EXERCISE DATA Block Start

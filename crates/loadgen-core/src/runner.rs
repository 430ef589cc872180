use chrono::{DateTime, Utc};
use serde::{Deserialize, Serialize};
use std::sync::Arc;
use std::time::Duration;
use tokio_util::sync::CancellationToken;
use tracing::{debug, info};

use crate::client::HttpClient;
use crate::config::RunConfig;
use crate::definition::{LoadTest, TestRegistry};
use crate::error::RunError;
use crate::perf_hint::PerfHint;
use crate::pool::WorkerPool;
use crate::ramp::{RampPlanner, RampScheduler};
use crate::statistic::Statistic;
use crate::stats::{endpoint_summaries, EndpointSummary, StatsSummary};
use crate::worker::{WorkerContext, WorkerState, WorkerTimings};

/// Everything a run produced, handed to the reporters.
#[derive(Debug, Clone, Serialize, Deserialize)]
pub struct RunResult {
    pub test: String,
    pub config: RunConfig,
    pub started_at: DateTime<Utc>,
    pub finished_at: DateTime<Utc>,
    /// Attempts dispatched, including the ones that produced no statistic
    pub dispatched: u64,
    pub statistics: Vec<Statistic>,
    /// Dispatched attempts per elapsed second
    pub rps_series: Vec<u64>,
}

impl RunResult {
    pub fn summary(&self) -> StatsSummary {
        StatsSummary::new(&self.statistics, &self.rps_series)
    }

    pub fn endpoints(&self) -> Vec<EndpointSummary> {
        endpoint_summaries(&self.statistics)
    }
}

/// Wires registry, client, pool and scheduler together for one run.
pub struct Runner {
    config: RunConfig,
    registry: TestRegistry,
    timings: WorkerTimings,
    tick: Duration,
    shutdown: CancellationToken,
}

impl Runner {
    pub fn new(config: RunConfig, registry: TestRegistry) -> Self {
        Self {
            config,
            registry,
            timings: WorkerTimings::default(),
            tick: Duration::from_secs(1),
            shutdown: CancellationToken::new(),
        }
    }

    pub fn with_timings(mut self, timings: WorkerTimings) -> Self {
        self.tick = timings.tick_period;
        self.timings = timings;
        self
    }

    pub fn config(&self) -> &RunConfig {
        &self.config
    }

    /// Cancelling this token ends the run early; results gathered so far are
    /// still drained and returned.
    pub fn shutdown_token(&self) -> CancellationToken {
        self.shutdown.clone()
    }

    pub fn resolve(&self, name: &str) -> Result<Arc<dyn LoadTest>, RunError> {
        self.registry
            .resolve(name)
            .ok_or_else(|| RunError::TestNotFound {
                name: name.to_string(),
                available: self.registry.names(),
            })
    }

    pub async fn run(&self, test_name: &str) -> Result<RunResult, RunError> {
        let test = self.resolve(test_name)?;
        self.config.validate()?;
        let client = HttpClient::from_config(&self.config)?;

        let wait_for_body = test.wait_for_body().unwrap_or(self.config.wait_for_body);
        if let Some((min, max)) = test.wait_time_ms() {
            debug!(
                min_ms = min,
                max_ms = max,
                "Test declares think time; pacing follows the ramp instead"
            );
        }

        info!(
            "Running {} against {} with {} users (+{}/s) for {}s on {} workers",
            test.name(),
            self.config.host,
            self.config.users,
            self.config.spawn_rate,
            self.config.duration_secs,
            self.config.workers
        );

        let mut hint = PerfHint::apply();
        let started_at = Utc::now();

        let pool = WorkerPool::new(
            self.config.workers,
            WorkerContext {
                client,
                test: test.clone(),
                wait_for_body,
            },
            self.shutdown.child_token(),
            self.timings,
        );

        let planner = RampPlanner::new(self.config.users, self.config.spawn_rate);
        let rps_series = RampScheduler::new(planner, Duration::from_secs(self.config.duration_secs))
            .with_tick(self.tick)
            .run(&pool, &self.shutdown)
            .await;

        info!("Shutting down...");
        let statistics = pool.stop().await;
        let stopped = pool
            .workers()
            .iter()
            .filter(|w| w.state() == WorkerState::Stopped)
            .count();
        info!("{} out of {} workers shut down", stopped, pool.len());

        let finished_at = Utc::now();
        hint.revert();

        Ok(RunResult {
            test: test.name().to_string(),
            config: self.config.clone(),
            started_at,
            finished_at,
            dispatched: pool.dispatched_total(),
            statistics,
            rps_series,
        })
    }
}
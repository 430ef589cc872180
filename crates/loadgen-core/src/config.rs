use serde::{Deserialize, Serialize};

use crate::error::RunError;

fn default_timeout_ms() -> u64 {
    30_000
}

fn default_wait_for_body() -> bool {
    true
}

/// Immutable parameters of a single run.
#[derive(Debug, Clone, PartialEq, Eq, Serialize, Deserialize)]
pub struct RunConfig {
    /// Total virtual users to ramp up to
    pub users: u64,
    /// Users added to the ramp per tick
    pub spawn_rate: u64,
    /// Wall-clock length of the run
    pub duration_secs: u64,
    /// Number of workers sharing the load
    pub workers: usize,
    /// Max concurrent connections per target; `None` is unbounded
    #[serde(default)]
    pub max_connections: Option<usize>,
    /// Time requests until the full body arrived instead of the headers
    #[serde(default = "default_wait_for_body")]
    pub wait_for_body: bool,
    /// Per-request timeout in milliseconds
    #[serde(default = "default_timeout_ms")]
    pub request_timeout_ms: u64,
    /// Base URL prepended to every request path
    pub host: String,
}

impl RunConfig {
    pub fn new(users: u64, spawn_rate: u64, duration_secs: u64, host: impl Into<String>) -> Self {
        Self {
            users,
            spawn_rate,
            duration_secs,
            workers: Self::default_workers(),
            max_connections: None,
            wait_for_body: default_wait_for_body(),
            request_timeout_ms: default_timeout_ms(),
            host: host.into(),
        }
    }

    /// Logical core count, falling back to a single worker.
    pub fn default_workers() -> usize {
        std::thread::available_parallelism()
            .map(|n| n.get())
            .unwrap_or(1)
    }

    pub fn validate(&self) -> Result<(), RunError> {
        if self.spawn_rate == 0 {
            return Err(RunError::InvalidConfig(
                "spawn rate must be at least 1".to_string(),
            ));
        }
        if self.duration_secs == 0 {
            return Err(RunError::InvalidConfig(
                "duration must be at least 1 second".to_string(),
            ));
        }
        if self.workers == 0 {
            return Err(RunError::InvalidConfig(
                "worker count must be at least 1".to_string(),
            ));
        }
        if self.max_connections == Some(0) {
            return Err(RunError::InvalidConfig(
                "connection limit must be at least 1".to_string(),
            ));
        }
        if self.host.trim().is_empty() {
            return Err(RunError::InvalidConfig("host must not be empty".to_string()));
        }
        Ok(())
    }
}
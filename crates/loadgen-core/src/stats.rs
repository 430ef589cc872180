use crossbeam_channel::{Receiver, Sender};
use serde::{Deserialize, Serialize};
use std::collections::BTreeMap;
use std::sync::atomic::{AtomicU64, Ordering};
use std::sync::Arc;

use crate::error::PercentileError;
use crate::percentile::percentile_sorted;
use crate::statistic::Statistic;

/// Append-only, lock-free sink for [`Statistic`] records.
///
/// Backed by an unbounded MPMC channel so any number of producers can push
/// concurrently without a global lock. Clones share the same storage.
#[derive(Clone)]
pub struct StatsCollector {
    tx: Sender<Statistic>,
    rx: Receiver<Statistic>,
    pushed: Arc<AtomicU64>,
}

impl StatsCollector {
    pub fn new() -> Self {
        let (tx, rx) = crossbeam_channel::unbounded();
        Self {
            tx,
            rx,
            pushed: Arc::new(AtomicU64::new(0)),
        }
    }

    pub fn push(&self, statistic: Statistic) {
        // The receiver lives in `self`, so the channel can never be disconnected here.
        if self.tx.send(statistic).is_ok() {
            self.pushed.fetch_add(1, Ordering::Relaxed);
        }
    }

    /// Records currently buffered and not yet drained.
    pub fn len(&self) -> usize {
        self.rx.len()
    }

    pub fn is_empty(&self) -> bool {
        self.rx.is_empty()
    }

    /// Total records ever pushed, drained or not.
    pub fn pushed(&self) -> u64 {
        self.pushed.load(Ordering::Relaxed)
    }

    /// Take everything buffered so far. Records pushed concurrently with the
    /// drain land in this batch or the next one, never both.
    pub fn drain(&self) -> Vec<Statistic> {
        self.rx.try_iter().collect()
    }
}

impl Default for StatsCollector {
    fn default() -> Self {
        Self::new()
    }
}

/// Response-time distribution of a non-empty set of statistics, in ms.
#[derive(Debug, Clone, PartialEq, Serialize, Deserialize)]
pub struct LatencySummary {
    pub min_ms: f64,
    pub avg_ms: f64,
    pub p90_ms: f64,
    pub p95_ms: f64,
    pub p99_ms: f64,
    pub max_ms: f64,
}

impl LatencySummary {
    pub fn from_statistics<'a>(
        stats: impl IntoIterator<Item = &'a Statistic>,
    ) -> Result<Self, PercentileError> {
        let mut samples: Vec<f64> = stats
            .into_iter()
            .map(|s| s.time_taken_ms as f64)
            .collect();
        samples.sort_by(f64::total_cmp);

        let p90_ms = percentile_sorted(&samples, 0.90)?;
        let p95_ms = percentile_sorted(&samples, 0.95)?;
        let p99_ms = percentile_sorted(&samples, 0.99)?;
        let sum: f64 = samples.iter().sum();

        Ok(Self {
            min_ms: samples[0],
            avg_ms: sum / samples.len() as f64,
            p90_ms,
            p95_ms,
            p99_ms,
            max_ms: samples[samples.len() - 1],
        })
    }
}

/// Aggregate view of a run used by the console and JSON reports.
#[derive(Debug, Clone, Serialize, Deserialize)]
pub struct StatsSummary {
    pub requests: u64,
    pub successful: u64,
    pub failed: u64,
    /// `None` when no attempt completed
    pub latency: Option<LatencySummary>,
    pub average_rps: f64,
}

impl StatsSummary {
    pub fn new(statistics: &[Statistic], rps_series: &[u64]) -> Self {
        let successful = statistics.iter().filter(|s| s.success).count() as u64;
        let requests = statistics.len() as u64;

        let latency = match LatencySummary::from_statistics(statistics) {
            Ok(latency) => Some(latency),
            Err(PercentileError::Empty) => None,
            Err(e) => {
                tracing::warn!("Latency summary unavailable: {}", e);
                None
            }
        };

        Self {
            requests,
            successful,
            failed: requests - successful,
            latency,
            average_rps: average_rps(rps_series),
        }
    }
}

/// Mean of the per-second samples; 0 for an empty series.
pub fn average_rps(rps_series: &[u64]) -> f64 {
    if rps_series.is_empty() {
        return 0.0;
    }
    rps_series.iter().sum::<u64>() as f64 / rps_series.len() as f64
}

/// Per-endpoint (`METHOD:URI`) breakdown.
#[derive(Debug, Clone, Serialize, Deserialize)]
pub struct EndpointSummary {
    pub method: String,
    pub uri: String,
    pub requests: u64,
    pub failed: u64,
    pub latency: LatencySummary,
}

pub fn endpoint_summaries(statistics: &[Statistic]) -> Vec<EndpointSummary> {
    let mut groups: BTreeMap<(&str, &str), Vec<&Statistic>> = BTreeMap::new();
    for stat in statistics {
        groups
            .entry((stat.request_method.as_str(), stat.request_uri.as_str()))
            .or_default()
            .push(stat);
    }

    groups
        .into_iter()
        .filter_map(|((method, uri), stats)| {
            let failed = stats.iter().filter(|s| !s.success).count() as u64;
            let requests = stats.len() as u64;
            // groups are never empty, so this only skips on a programming error
            let latency = LatencySummary::from_statistics(stats).ok()?;
            Some(EndpointSummary {
                method: method.to_string(),
                uri: uri.to_string(),
                requests,
                failed,
                latency,
            })
        })
        .collect()
}
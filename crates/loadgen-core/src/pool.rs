use std::sync::atomic::{AtomicBool, Ordering};
use std::sync::{Arc, Mutex};
use tokio::task::{JoinHandle, JoinSet};
use tokio_util::sync::CancellationToken;
use tracing::{debug, warn};

use crate::statistic::Statistic;
use crate::worker::{Worker, WorkerContext, WorkerTimings};

/// Fixed set of workers bound to one test and one client.
pub struct WorkerPool {
    workers: Vec<Arc<Worker>>,
    shutdown: CancellationToken,
    launched: AtomicBool,
    loops: Mutex<Vec<JoinHandle<()>>>,
}

impl WorkerPool {
    pub fn new(
        size: usize,
        context: WorkerContext,
        shutdown: CancellationToken,
        timings: WorkerTimings,
    ) -> Self {
        let workers = (0..size)
            .map(|id| Arc::new(Worker::new(id, context.clone(), &shutdown, timings)))
            .collect();
        Self {
            workers,
            shutdown,
            launched: AtomicBool::new(false),
            loops: Mutex::new(Vec::new()),
        }
    }

    pub fn len(&self) -> usize {
        self.workers.len()
    }

    pub fn is_empty(&self) -> bool {
        self.workers.is_empty()
    }

    pub fn workers(&self) -> &[Arc<Worker>] {
        &self.workers
    }

    /// Every worker gets the same per-worker rate.
    pub fn broadcast_rate(&self, per_worker: u64) {
        for worker in &self.workers {
            worker.set_target_rate(per_worker);
        }
    }

    /// Start every worker loop. Only the first call has an effect.
    pub fn launch(&self) {
        if self.launched.swap(true, Ordering::AcqRel) {
            return;
        }

        let mut loops = self.loops.lock().unwrap_or_else(|e| e.into_inner());
        for worker in &self.workers {
            let worker = worker.clone();
            loops.push(tokio::spawn(async move { worker.launch().await }));
        }
        debug!(workers = self.workers.len(), "Worker loops started");
    }

    pub fn is_launched(&self) -> bool {
        self.launched.load(Ordering::Acquire)
    }

    /// Sum of attempts dispatched by all workers.
    pub fn dispatched_total(&self) -> u64 {
        self.workers.iter().map(|w| w.dispatched_count()).sum()
    }

    /// Stop all workers concurrently and merge their batches.
    pub async fn stop(&self) -> Vec<Statistic> {
        self.shutdown.cancel();

        let mut stopping = JoinSet::new();
        for worker in &self.workers {
            let worker = worker.clone();
            stopping.spawn(async move { worker.stop().await });
        }

        let mut statistics = Vec::new();
        while let Some(batch) = stopping.join_next().await {
            match batch {
                Ok(batch) => statistics.extend(batch),
                Err(e) => warn!("Worker failed while stopping: {}", e),
            }
        }

        let loops = std::mem::take(&mut *self.loops.lock().unwrap_or_else(|e| e.into_inner()));
        for handle in loops {
            if let Err(e) = handle.await {
                warn!("Worker loop failed: {}", e);
            }
        }

        statistics
    }
}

EXERCISE DATA Block End

◆ **PROBLEM STATEMENT**
Lines that contain "WorkerTimings" should be pulled from the entries above and reported.

◆ **WRITTEN ANSWER**
use crate::worker::{WorkerContext, WorkerState, WorkerTimings};
    timings: WorkerTimings,
            timings: WorkerTimings::default(),
    pub fn with_timings(mut self, timings: WorkerTimings) -> Self {
use crate::worker::{Worker, WorkerContext, WorkerTimings};
        timings: WorkerTimings,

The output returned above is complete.